Mortgages

Ahead of World Refugee Day, dozens of multinationals pledge to hire and train 250,000 refugees in Europe



New York
CNN
 — 

Just ahead of World Refugee Day, 41 multinational companies on Monday publicly pledged to provide jobs, training and connections to work opportunities for more than 250,000 refugees in Europe.

They include Accenture, Adecco, Amazon, Cisco, Generali, Hilton, ISS, Marriott International, Microsoft, Randstad, Starbucks and The Body Shop.

The company pledges, which will be carried out over the next three years, are being made at a business summit in Paris organized by the Tent Partnership for Refugees, a global business coalition of more than 300 companies that have committed to help economically integrate people who have fled their home countries to escape war and political persecution.

The physical, psychological and financial trauma that results from abruptly leaving life as you knew it behind, not to mention loved ones who remain in danger, runs deep.
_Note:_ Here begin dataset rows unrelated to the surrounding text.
/// Application-level constants
pub const APP_NAME: &str = "profile-sentinel";
pub const APP_VERSION: &str = env!("CARGO_PKG_VERSION");

/// Environment variable naming a settings file, used when `--settings` is not given.
pub const SETTINGS_ENV_VAR: &str = "PROFILE_SENTINEL_SETTINGS";

/// Filter used when `RUST_LOG` is unset.
pub fn default_log_filter() -> String {
    "profile_sentinel=info".to_string()
}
But having a job can give refugees a sense of some stability, and aid them both financially and socially.

“Having money and a job can help them get a bit of dignity and a feeling that they are contributing, which can be cathartic,” said Margot Slattery, the global head of diversity and inclusion at workplace facilities management company ISS. “It gives them something in the morning to do and helps them integrate into their [new] community.”

It also allows them to not rely solely on the social safety net benefits that their new countries have provided to survive. And, just as importantly, it helps pay for the mobile phone and internet service they need to stay in touch with their families back home, and to send them money and food parcels, Slattery noted.
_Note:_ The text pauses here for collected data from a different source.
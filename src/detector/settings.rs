//! Detector settings supplied by the settings collaborator.
//!
//! Defaults mirror what the browser extension writes on install: detection
//! enabled, notifications on, medium sensitivity, no custom patterns, empty
//! allow-list, test mode off. Field aliases accept the extension's camelCase
//! storage keys so a synced settings blob can be loaded as-is.

use std::path::Path;

use serde::{Deserialize, Serialize};

use super::DetectorError;

// ═══════════════════════════════════════════════════════════
// Sensitivity
// ═══════════════════════════════════════════════════════════

/// How many signals each verdict needs.
#[derive(Debug, Clone, Copy, PartialEq, Eq, Default, Serialize, Deserialize)]
#[serde(rename_all = "snake_case")]
pub enum Sensitivity {
    /// Flag only with strong evidence; verify readily.
    Low,
    #[default]
    Medium,
    /// Flag on any single suspicious signal; verify only with all four.
    High,
}

/// Signal counts required by the classifier rules.
#[derive(Debug, Clone, Copy, PartialEq, Eq)]
pub struct ClassifierThresholds {
    /// Minimum suspicious signals for a Suspicious verdict.
    pub suspicious: usize,
    /// Minimum verified signals for a Verified verdict.
    pub verified: usize,
}

impl Sensitivity {
    pub fn thresholds(self) -> ClassifierThresholds {
        match self {
            Sensitivity::Low => ClassifierThresholds {
                suspicious: 3,
                verified: 2,
            },
            Sensitivity::Medium => ClassifierThresholds {
                suspicious: 2,
                verified: 3,
            },
            Sensitivity::High => ClassifierThresholds {
                suspicious: 1,
                verified: 4,
            },
        }
    }
}

// ═══════════════════════════════════════════════════════════
// Signal cutoffs
// ═══════════════════════════════════════════════════════════

/// Numeric cutoffs used when turning attributes into signals.
#[derive(Debug, Clone, Copy, PartialEq, Eq, Serialize, Deserialize)]
#[serde(default)]
pub struct SignalThresholds {
    /// Profiles younger than this many days are suspicious.
    pub young_age_days: u32,
    /// Profiles older than this many days count toward verification.
    pub established_age_days: u32,
    /// Fewer connections than this is suspicious.
    pub few_connections: u32,
    /// At least this many connections counts toward verification.
    pub many_connections: u32,
}

impl Default for SignalThresholds {
    fn default() -> Self {
        Self {
            young_age_days: 30,
            established_age_days: 365,
            few_connections: 10,
            many_connections: 500,
        }
    }
}

// ═══════════════════════════════════════════════════════════
// Settings
// ═══════════════════════════════════════════════════════════

#[derive(Debug, Clone, PartialEq, Eq, Serialize, Deserialize)]
#[serde(default)]
pub struct DetectorSettings {
    pub enabled: bool,
    #[serde(alias = "showNotifications")]
    pub show_notifications: bool,
    #[serde(alias = "detectionSensitivity")]
    pub sensitivity: Sensitivity,
    /// Flag every profile whose name starts with "a" instead of running heuristics.
    #[serde(alias = "testMode")]
    pub test_mode: bool,
    /// Extra suspicious-text regexes, matched case-insensitively.
    #[serde(alias = "customPatterns")]
    pub custom_patterns: Vec<String>,
    /// Profile names that are never flagged.
    pub whitelist: Vec<String>,
    pub thresholds: SignalThresholds,
}

impl Default for DetectorSettings {
    fn default() -> Self {
        Self {
            enabled: true,
            show_notifications: true,
            sensitivity: Sensitivity::Medium,
            test_mode: false,
            custom_patterns: Vec::new(),
            whitelist: Vec::new(),
            thresholds: SignalThresholds::default(),
        }
    }
}

impl DetectorSettings {
    /// Parse and validate settings from JSON.
    pub fn from_json_str(json: &str) -> Result<Self, DetectorError> {
        let settings: Self = serde_json::from_str(json)?;
        settings.validate()?;
        Ok(settings)
    }

    /// Read settings from a JSON file.
    pub fn load(path: &Path) -> Result<Self, DetectorError> {
        let json = std::fs::read_to_string(path)?;
        Self::from_json_str(&json)
    }

    /// Reject cutoffs that would let opposing signals fire together.
    pub fn validate(&self) -> Result<(), DetectorError> {
        let t = &self.thresholds;
        if t.young_age_days > t.established_age_days {
            return Err(DetectorError::InvalidSettings(format!(
                "young_age_days ({}) exceeds established_age_days ({})",
                t.young_age_days, t.established_age_days
            )));
        }
        if t.few_connections > t.many_connections {
            return Err(DetectorError::InvalidSettings(format!(
                "few_connections ({}) exceeds many_connections ({})",
                t.few_connections, t.many_connections
            )));
        }
        if self.custom_patterns.iter().any(|p| p.trim().is_empty()) {
            return Err(DetectorError::InvalidSettings(
                "custom_patterns contains an empty pattern".into(),
            ));
        }
        Ok(())
    }

    /// Whether `name` is on the allow-list (trimmed, case-insensitive).
    pub fn is_allowlisted(&self, name: &str) -> bool {
        let name = name.trim().to_lowercase();
        !name.is_empty()
            && self
                .whitelist
                .iter()
                .any(|entry| entry.trim().to_lowercase() == name)
    }
}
Though most of the company pledges made on Monday apply to refugees of all nationalities, there is a special focus on Ukrainian refugees, whose numbers swelled to more than 5 million last year.
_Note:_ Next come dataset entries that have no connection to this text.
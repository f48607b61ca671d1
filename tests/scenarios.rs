use chrono::{DateTime, TimeZone, Utc};

use profile_sentinel::detector::{
    aggregate_signals, classify, locations_match, parse_profile_age, PatternCatalog,
    RawProfileText, ScreeningSource, Sensitivity, SignalThresholds,
};
use profile_sentinel::{
    DetectorSettings, ProfileAttributes, ProfileDetector, ProfileScreen, Verdict, VerdictLabel,
};

fn fixed_now() -> DateTime<Utc> {
    Utc.with_ymd_and_hms(2025, 6, 15, 12, 0, 0).unwrap()
}

fn verdict_for(attrs: &ProfileAttributes) -> Verdict {
    let signals = aggregate_signals(attrs, &SignalThresholds::default(), &PatternCatalog::builtin());
    classify(&signals, Sensitivity::Medium)
}

fn jordan_miller() -> ProfileAttributes {
    ProfileAttributes {
        name: "Jordan Miller".into(),
        title: "Software Engineer".into(),
        profile_age_days: Some(5),
        connection_count: Some(3),
        profile_location: "New York".into(),
        company_location: "San Francisco".into(),
        ..Default::default()
    }
}

fn sarah_johnson() -> ProfileAttributes {
    ProfileAttributes {
        name: "Sarah Johnson".into(),
        title: "Senior Software Engineer".into(),
        profile_age_days: Some(730),
        connection_count: Some(750),
        profile_location: "Seattle".into(),
        company_location: "Seattle".into(),
        ..Default::default()
    }
}

#[test]
fn suspicious_scenario() {
    let verdict = verdict_for(&jordan_miller());
    assert_eq!(verdict.label, VerdictLabel::Suspicious);
    assert_eq!(
        verdict.reasons,
        vec![
            "Profile created 5 days ago".to_string(),
            "Only 3 connections".to_string(),
            "Location mismatch: Profile (New York) vs Company (San Francisco)".to_string(),
        ]
    );
}

#[test]
fn verified_scenario() {
    let verdict = verdict_for(&sarah_johnson());
    assert_eq!(verdict.label, VerdictLabel::Verified);
    assert_eq!(
        verdict.reasons,
        vec![
            "Profile older than 1 year (730 days)".to_string(),
            "High connection count (750 connections)".to_string(),
            "Location consistency: Profile (Seattle) matches Company (Seattle)".to_string(),
            "Professional indicators (senior)".to_string(),
        ]
    );
}

#[test]
fn empty_profile_is_undetermined() {
    let verdict = verdict_for(&ProfileAttributes::default());
    assert_eq!(verdict, Verdict::undetermined());
}

#[test]
fn classification_is_idempotent() {
    for attrs in [jordan_miller(), sarah_johnson(), ProfileAttributes::default()] {
        assert_eq!(verdict_for(&attrs), verdict_for(&attrs));
    }
}

#[test]
fn verdict_never_mixes_sides() {
    let mixed = ProfileAttributes {
        profile_age_days: Some(5),
        connection_count: Some(900),
        ..sarah_johnson()
    };
    let verdict = verdict_for(&mixed);
    assert_eq!(verdict.label, VerdictLabel::Verified);
    assert!(verdict
        .reasons
        .iter()
        .all(|r| !r.starts_with("Profile created") && !r.starts_with("Only")));
}

#[test]
fn location_properties() {
    assert!(locations_match("Seattle, WA", "Seattle, WA"));
    assert!(!locations_match("New York", "San Francisco"));
    assert!(locations_match("Seattle, Washington", "Seattle, WA"));
    assert!(locations_match("", "Boston"));
}

#[test]
fn age_properties() {
    assert!(parse_profile_age("Joined LinkedIn in 2020", fixed_now()).unwrap() > 365);
    assert_eq!(parse_profile_age("Joined 5 days ago", fixed_now()), Some(5));
    assert_eq!(parse_profile_age("About this profile", fixed_now()), None);
}

#[test]
fn test_mode_override() {
    let detector = ProfileDetector::new(DetectorSettings {
        test_mode: true,
        ..Default::default()
    })
    .unwrap();

    let andrew = ProfileAttributes {
        name: "Andrew Wilson".into(),
        ..sarah_johnson()
    };
    let result = detector.screen(&andrew);
    assert_eq!(result.source, ScreeningSource::TestModeOverride);
    assert!(result.verdict.is_suspicious());

    let ben = ProfileAttributes {
        name: "Ben Wilson".into(),
        ..sarah_johnson()
    };
    let result = detector.screen(&ben);
    assert_eq!(result.source, ScreeningSource::Heuristics);
    assert!(result.verdict.is_verified());
}

#[test]
fn raw_text_end_to_end() {
    let detector = ProfileDetector::new(DetectorSettings::default()).unwrap();
    let raw = RawProfileText {
        name: "Jordan Miller".into(),
        title: "Software Engineer".into(),
        joined_text: "Joined 5 days ago".into(),
        connections_text: "3 connections".into(),
        location_text: "New York".into(),
        company_text: "StartupCorp · San Francisco".into(),
        ..Default::default()
    };
    let result = detector.screen_raw(&raw, fixed_now());
    assert_eq!(result.verdict.label, VerdictLabel::Suspicious);
    assert_eq!(result.verdict.reasons.len(), 3);
    assert!(result.should_notify(detector.settings()));
}

#[test]
fn settings_json_drives_detector() {
    let settings = DetectorSettings::from_json_str(
        r#"{"detectionSensitivity": "low", "thresholds": {"many_connections": 30}}"#,
    )
    .unwrap();
    let detector = ProfileDetector::new(settings).unwrap();
    let result = detector.screen(&ProfileAttributes {
        connection_count: Some(45),
        profile_age_days: Some(400),
        title: "Curator".into(),
        name: "Maria Lopez".into(),
        ..Default::default()
    });
    assert_eq!(result.verdict.label, VerdictLabel::Verified);
    assert_eq!(result.verdict.reasons.len(), 2);
}

#[test]
fn numbered_user_name_raises_suspicious_text() {
    let attrs = ProfileAttributes {
        name: "user123".into(),
        title: "Marketing Specialist".into(),
        profile_age_days: Some(12),
        ..Default::default()
    };
    let verdict = verdict_for(&attrs);
    assert_eq!(verdict.label, VerdictLabel::Suspicious);
    assert_eq!(
        verdict.reasons,
        vec![
            "Profile created 12 days ago".to_string(),
            "Suspicious profile patterns detected".to_string(),
        ]
    );
}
“With no end in sight to the Russian invasion of Ukraine — and with the European Union welcoming millions of Ukrainians — it’s imperative that refugees are offered longer-term inclusion and hope through integration into the labor market,” said Margaritis Schinas, Vice President of the European Commission, in prepared remarks for the summit.

Among the companies that are making new pledges this week, many have already been hiring or training refugees in Europe over the past year.

ISS, for instance, has already hired 500 refugees in Europe — a majority of them Ukrainian women — since March of last year. But on Monday, it committed to hiring another 1,000 refugees across its European operations and to provide training, upskilling and development opportunities to its refugee employees across all countries.

Other companies planning to hire people directly include Amazon, which said it will hire at least 5,000 refugees; Hilton and Marriott, which each promised to bring on 1,500 people; and Teleperformance, which plans to onboard at least 500 refugees.

Others making hiring commitments include Adidas, Blackstone, BP, Hyatt, Ipsos, L’Oréal Group, Novartis, PepsiCo, Pfizer and The Kraft Heinz Company.

Some companies, meanwhile, have made very specific training commitments. Cisco, for example, will offer programming and cybersecurity training in Ukrainian for 10,000 refugees. They will then be included in Cisco’s Talent Bridge Matching Engine, to connect refugees to jobs across Cisco’s ecosystem.

The pledges made Monday represent the single largest batch of commitments made in the history of the Tent Partnership, which was founded in 2016.

But even helping 250,000 refugees will only cover a mere fraction of those who need assistance. The United Nations High Commissioner for Refugees estimates the number of refugees worldwide is now approaching 35 million people, with more than 12 million of them in Europe. And those numbers don’t include the millions of forcibly displaced people who have not been granted refugee status.

CNN’s Catherine Shoichet contributed to this report.